For the thousands of New Yorkers who rely on their vehicles to navigate the city’s sprawl, the morning commute has suddenly become a math problem with no easy solution.
Following the outbreak of hostilities between a U.S.-led coalition and Iran late last month, global oil prices have vaulted past $100 a barrel for the first time since 2022. The ripple effect arrived at the five boroughs this week with jarring speed. At gas stations from the North Shore of Staten Island to picturesque North Riverdale in the Bronx, prices that hovered near $3.00 just ten days ago have surged, with regular unleaded now averaging $3.46 across the city.
The spike is more than a statistical anomaly; it is a direct hit to the household budgets of a city already weary of the high cost of living.
“The prices at the pump are going up every day now and it’s starting to get a bit painful,” said John, a resident of Staten Island who spoke while filling his SUV at a Mobil station. For John, the daily trek across the Verrazzano-Narrows Bridge to his job in Flushing, Queens, is a non-negotiable expense. “You try to plan for inflation, but you can’t plan for a war halfway around the world.”
A Global Shock, a Local Toll
The volatility is rooted in the Strait of Hormuz, the narrow waterway through which roughly a fifth of the world’s oil consumption passes. With the strait effectively a combat zone, analysts at the Eurasia Group warned Monday that crude could reach $120 a barrel if tanker traffic remains frozen.
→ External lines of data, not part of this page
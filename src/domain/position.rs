//! Open positions and closed trades.

use chrono::NaiveDate;
use serde::{Deserialize, Serialize};
use std::fmt;

#[derive(Debug, Clone, Copy, PartialEq, Eq, Hash, Serialize, Deserialize)]
pub enum Side {
    Long,
    Short,
}

impl Side {
    /// +1 for long, -1 for short.
    pub fn direction(self) -> f64 {
        match self {
            Side::Long => 1.0,
            Side::Short => -1.0,
        }
    }
}

impl fmt::Display for Side {
    fn fmt(&self, f: &mut fmt::Formatter<'_>) -> fmt::Result {
        match self {
            Side::Long => f.write_str("LONG"),
            Side::Short => f.write_str("SHORT"),
        }
    }
}

/// An open holding. Shorts are held in escrow: the entry notional was taken
/// out of cash and comes back, adjusted by the P&L, on exit.
#[derive(Debug, Clone, PartialEq, Serialize, Deserialize)]
pub struct Position {
    pub instrument: String,
    pub side: Side,
    pub quantity: u64,
    /// Average fill price of the open quantity.
    pub entry_price: f64,
    pub entry_date: NaiveDate,
    pub entry_period: usize,
    /// Entry commission not yet attributed to a closed trade.
    pub entry_commission: f64,
}

impl Position {
    pub fn is_long(&self) -> bool {
        self.side == Side::Long
    }

    pub fn is_short(&self) -> bool {
        self.side == Side::Short
    }

    pub fn cost_basis(&self) -> f64 {
        self.quantity as f64 * self.entry_price
    }

    /// Value the position contributes to equity at `price`.
    pub fn market_value(&self, price: f64) -> f64 {
        let qty = self.quantity as f64;
        match self.side {
            Side::Long => qty * price,
            Side::Short => qty * (2.0 * self.entry_price - price),
        }
    }

    pub fn unrealized_pnl(&self, price: f64) -> f64 {
        self.side.direction() * self.quantity as f64 * (price - self.entry_price)
    }

    /// Unrealized P&L as a fraction of the entry price.
    pub fn pnl_fraction(&self, price: f64) -> f64 {
        if self.entry_price <= 0.0 {
            return 0.0;
        }
        self.side.direction() * (price - self.entry_price) / self.entry_price
    }

    pub fn should_stop_loss(&self, price: f64, stop_loss_pct: f64) -> bool {
        stop_loss_pct > 0.0 && self.pnl_fraction(price) <= -stop_loss_pct
    }

    pub fn should_take_profit(&self, price: f64, take_profit_pct: f64) -> bool {
        take_profit_pct > 0.0 && self.pnl_fraction(price) >= take_profit_pct
    }
}

#[derive(Debug, Clone, Copy, PartialEq, Eq, Serialize, Deserialize)]
pub enum ExitReason {
    StopLoss,
    TakeProfit,
    Rebalance,
    EndOfSimulation,
}

#[derive(Debug, Clone, PartialEq, Serialize, Deserialize)]
pub struct ClosedTrade {
    pub instrument: String,
    pub side: Side,
    pub quantity: u64,
    pub entry_price: f64,
    pub exit_price: f64,
    pub entry_date: NaiveDate,
    pub exit_date: NaiveDate,
    pub holding_periods: usize,
    /// Entry and exit commission attributed to this trade.
    pub commission: f64,
    /// Net of commission.
    pub pnl: f64,
    pub reason: ExitReason,
}

impl ClosedTrade {
    /// Net P&L as a fraction of the entry notional.
    pub fn return_fraction(&self) -> f64 {
        let notional = self.quantity as f64 * self.entry_price;
        if notional > 0.0 { self.pnl / notional } else { 0.0 }
    }
}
In New York, the pain is compounded by the seasonal transition to “summer blend” gasoline, which is more expensive to produce. According to AAA data, the average price for premium fuel in the city has already climbed to $4.29, while diesel which is the lifeblood of the city’s delivery trucks, is nearing $4.90.
The ‘Lunch or Gas’ Dilemma
While the city’s robust subway system offers an alternative for some, thousands of New Yorkers like Jenny, a resident of Bay Ridge, Brooklyn, find themselves trapped by geography and responsibility.
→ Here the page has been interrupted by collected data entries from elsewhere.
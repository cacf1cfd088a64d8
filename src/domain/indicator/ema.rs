//! Exponential Moving Average indicator.
//!
//! k = 2/(n+1). Until n values exist the EMA is the mean of the values seen so
//! far (the clipped SMA seed); from then on EMA[i] = C[i]*k + EMA[i-1]*(1-k).

use crate::domain::bar::PriceBar;
use crate::domain::indicator::{IndicatorPoint, IndicatorSeries, IndicatorType, IndicatorValue};

pub fn calculate_ema(bars: &[PriceBar], period: usize) -> IndicatorSeries {
    if period == 0 || bars.is_empty() {
        return IndicatorSeries::empty(IndicatorType::Ema(period));
    }

    let closes: Vec<f64> = bars.iter().map(|b| b.close).collect();
    let values = ema_values(&closes, period)
        .into_iter()
        .zip(bars)
        .enumerate()
        .map(|(i, (ema, bar))| IndicatorPoint {
            date: bar.date,
            full_window: i + 1 >= period,
            value: IndicatorValue::Simple(ema),
        })
        .collect();

    IndicatorSeries {
        indicator_type: IndicatorType::Ema(period),
        values,
    }
}

/// EMA over an arbitrary value series with the clipped seed. Used by MACD for
/// both the price EMAs and the signal line.
pub fn ema_values(values: &[f64], period: usize) -> Vec<f64> {
    if period == 0 {
        return Vec::new();
    }

    let k = 2.0 / (period as f64 + 1.0);
    let mut out = Vec::with_capacity(values.len());
    let mut ema = 0.0;
    let mut sum = 0.0;

    for (i, &value) in values.iter().enumerate() {
        if i < period {
            sum += value;
            ema = sum / (i + 1) as f64;
        } else {
            ema = value * k + ema * (1.0 - k);
        }
        out.push(ema);
    }

    out
}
Jenny makes the cross-borough trip several times a week to care for her elderly mother in the Bronx, a journey that would take over two hours each way by public transit.
“I have to start cutting back on other things like lunch or not having breakfast,” Jenny said, her hand resting on a pump that was clicking toward $60. “It sounds dramatic, but when you’re on a fixed budget and the tank costs an extra $20 a week, that money has to come from somewhere. Right now, it’s coming out of my grocery bag.”
Political Headwinds
The surge has also become a political lightning rod. In Washington, President Trump has sought to downplay the impact, announcing new insurance measures for Persian Gulf shipping, while local Democrats have seized on the “crushing” costs to working families.
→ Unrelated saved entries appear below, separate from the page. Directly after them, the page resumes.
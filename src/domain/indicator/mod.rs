//! Technical indicator implementations.
//!
//! This module provides types for representing indicator values and series:
//! - `IndicatorPoint`: A single point in an indicator time series
//! - `IndicatorValue`: Enum for different indicator output shapes
//! - `IndicatorType`: Enum for indicator identity + parameters (serves as HashMap key)
//! - `IndicatorSeries`: A time series of indicator values
//! - `IndicatorParams`: the parameter sets for every indicator family
//!
//! Every series has one point per input bar. When fewer bars than the nominal
//! period exist, the statistic is computed on the bars that are available and
//! the point is marked `full_window = false`. Bars are never synthesized.

pub mod atr;
pub mod bollinger;
pub mod cci;
pub mod ema;
pub mod macd;
pub mod momentum;
pub mod rsi;
pub mod set;
pub mod sma;
pub mod stochastic;
pub mod trend;
pub mod volatility;

pub use ema::{calculate_ema, ema_values};
pub use set::{BollingerReading, IndicatorSet, IndicatorSnapshot, MacdReading, compute_indicator_sets};

use chrono::NaiveDate;
use serde::{Deserialize, Serialize};
use std::fmt;

#[derive(Debug, Clone, PartialEq)]
pub struct IndicatorPoint {
    pub date: NaiveDate,
    pub full_window: bool,
    pub value: IndicatorValue,
}

#[derive(Debug, Clone, PartialEq)]
pub enum IndicatorValue {
    Simple(f64),
    Macd {
        line: f64,
        signal: f64,
        histogram: f64,
    },
    Stochastic {
        k: f64,
        d: f64,
    },
    Bollinger {
        upper: f64,
        middle: f64,
        lower: f64,
    },
    Range {
        support: f64,
        resistance: f64,
    },
}

#[derive(Debug, Clone, PartialEq, Eq, Hash)]
pub enum IndicatorType {
    Sma(usize),
    Ema(usize),
    Rsi(usize),
    Atr(usize),
    Cci(usize),
    WilliamsR(usize),
    Volatility(usize),
    TrendStrength(usize),
    Momentum(usize),
    SupportResistance(usize),
    Macd {
        fast: usize,
        slow: usize,
        signal: usize,
    },
    Stochastic {
        k_period: usize,
        d_period: usize,
    },
    Bollinger {
        period: usize,
        stddev_mult_x100: u32,
    },
}

#[derive(Debug, Clone)]
pub struct IndicatorSeries {
    pub indicator_type: IndicatorType,
    pub values: Vec<IndicatorPoint>,
}

impl IndicatorSeries {
    pub fn empty(indicator_type: IndicatorType) -> Self {
        IndicatorSeries {
            indicator_type,
            values: Vec::new(),
        }
    }

    pub fn simple_at(&self, index: usize) -> Option<f64> {
        match self.values.get(index)?.value {
            IndicatorValue::Simple(v) => Some(v),
            _ => None,
        }
    }

    pub fn full_window_at(&self, index: usize) -> bool {
        self.values.get(index).is_some_and(|p| p.full_window)
    }
}

impl fmt::Display for IndicatorType {
    fn fmt(&self, f: &mut fmt::Formatter<'_>) -> fmt::Result {
        match self {
            IndicatorType::Sma(period) => write!(f, "SMA({})", period),
            IndicatorType::Ema(period) => write!(f, "EMA({})", period),
            IndicatorType::Rsi(period) => write!(f, "RSI({})", period),
            IndicatorType::Atr(period) => write!(f, "ATR({})", period),
            IndicatorType::Cci(period) => write!(f, "CCI({})", period),
            IndicatorType::WilliamsR(period) => write!(f, "WILLIAMS_R({})", period),
            IndicatorType::Volatility(period) => write!(f, "VOLATILITY({})", period),
            IndicatorType::TrendStrength(period) => write!(f, "TREND({})", period),
            IndicatorType::Momentum(period) => write!(f, "MOMENTUM({})", period),
            IndicatorType::SupportResistance(period) => write!(f, "SR({})", period),
            IndicatorType::Macd { fast, slow, signal } => {
                write!(f, "MACD({},{},{})", fast, slow, signal)
            }
            IndicatorType::Stochastic { k_period, d_period } => {
                write!(f, "STOCHASTIC({},{})", k_period, d_period)
            }
            IndicatorType::Bollinger {
                period,
                stddev_mult_x100,
            } => {
                let mult = *stddev_mult_x100 as f64 / 100.0;
                write!(f, "BOLLINGER({},{})", period, mult)
            }
        }
    }
}

#[derive(Debug, Clone, Copy, PartialEq, Eq, Serialize, Deserialize)]
pub struct MacdParams {
    pub fast: usize,
    pub slow: usize,
    pub signal: usize,
}

/// Parameter sets for every indicator family computed by [`IndicatorSet`].
#[derive(Debug, Clone, PartialEq, Serialize, Deserialize)]
pub struct IndicatorParams {
    pub sma_periods: Vec<usize>,
    pub ema_periods: Vec<usize>,
    pub rsi_periods: Vec<usize>,
    /// First entry is the primary timeframe.
    pub macd: Vec<MacdParams>,
    pub bollinger_period: usize,
    pub bollinger_k: f64,
    pub stochastic_k_period: usize,
    pub stochastic_d_period: usize,
    pub williams_period: usize,
    pub cci_period: usize,
    pub atr_period: usize,
    pub volatility_period: usize,
    pub trend_period: usize,
    pub support_resistance_period: usize,
    /// Shortest horizon first.
    pub momentum_periods: Vec<usize>,
    pub volume_period: usize,
}

impl Default for IndicatorParams {
    fn default() -> Self {
        IndicatorParams {
            sma_periods: vec![5, 10, 20, 50, 200],
            ema_periods: vec![12, 26, 50],
            rsi_periods: vec![7, 14, 21],
            macd: vec![
                MacdParams {
                    fast: 12,
                    slow: 26,
                    signal: 9,
                },
                MacdParams {
                    fast: 5,
                    slow: 35,
                    signal: 5,
                },
            ],
            bollinger_period: 20,
            bollinger_k: 2.0,
            stochastic_k_period: 14,
            stochastic_d_period: 3,
            williams_period: 14,
            cci_period: 20,
            atr_period: 14,
            volatility_period: 20,
            trend_period: 20,
            support_resistance_period: 20,
            momentum_periods: vec![5, 20, 60],
            volume_period: 20,
        }
    }
}

impl IndicatorParams {
    /// Longest nominal window any indicator asks for.
    pub fn longest_window(&self) -> usize {
        let macd = self.macd.iter().map(|m| m.slow.max(m.fast) + m.signal - 1);
        self.sma_periods
            .iter()
            .chain(&self.ema_periods)
            .chain(&self.rsi_periods)
            .chain(&self.momentum_periods)
            .copied()
            .chain(macd)
            .chain([
                self.bollinger_period,
                self.stochastic_k_period + self.stochastic_d_period - 1,
                self.williams_period,
                self.cci_period,
                self.atr_period,
                self.volatility_period,
                self.trend_period,
                self.support_resistance_period,
            ])
            .max()
            .unwrap_or(0)
    }
}

/// Start index of the clipped window ending at `index`, and whether the full
/// nominal `period` was available.
pub(crate) fn clipped_window(index: usize, period: usize) -> (usize, bool) {
    let start = (index + 1).saturating_sub(period);
    (start, index + 1 >= period)
}

pub(crate) fn mean(values: &[f64]) -> f64 {
    if values.is_empty() {
        return 0.0;
    }
    values.iter().sum::<f64>() / values.len() as f64
}

/// Population standard deviation.
pub(crate) fn population_stddev(values: &[f64]) -> f64 {
    if values.is_empty() {
        return 0.0;
    }
    let m = mean(values);
    let variance = values.iter().map(|v| (v - m).powi(2)).sum::<f64>() / values.len() as f64;
    variance.sqrt()
}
For now, New Yorkers are left to adapt. Hybrid vehicle sales are seeing a renewed uptick in the suburbs, and some delivery apps have begun discussing “fuel surcharges” that could soon make a takeout order as expensive as the gas required to deliver it.
As the sun set over a line of cars idling at a BP station in Long Island City, the mood was one of quiet resignation. For a city that never sleeps, the cost of staying in motion has rarely felt so high.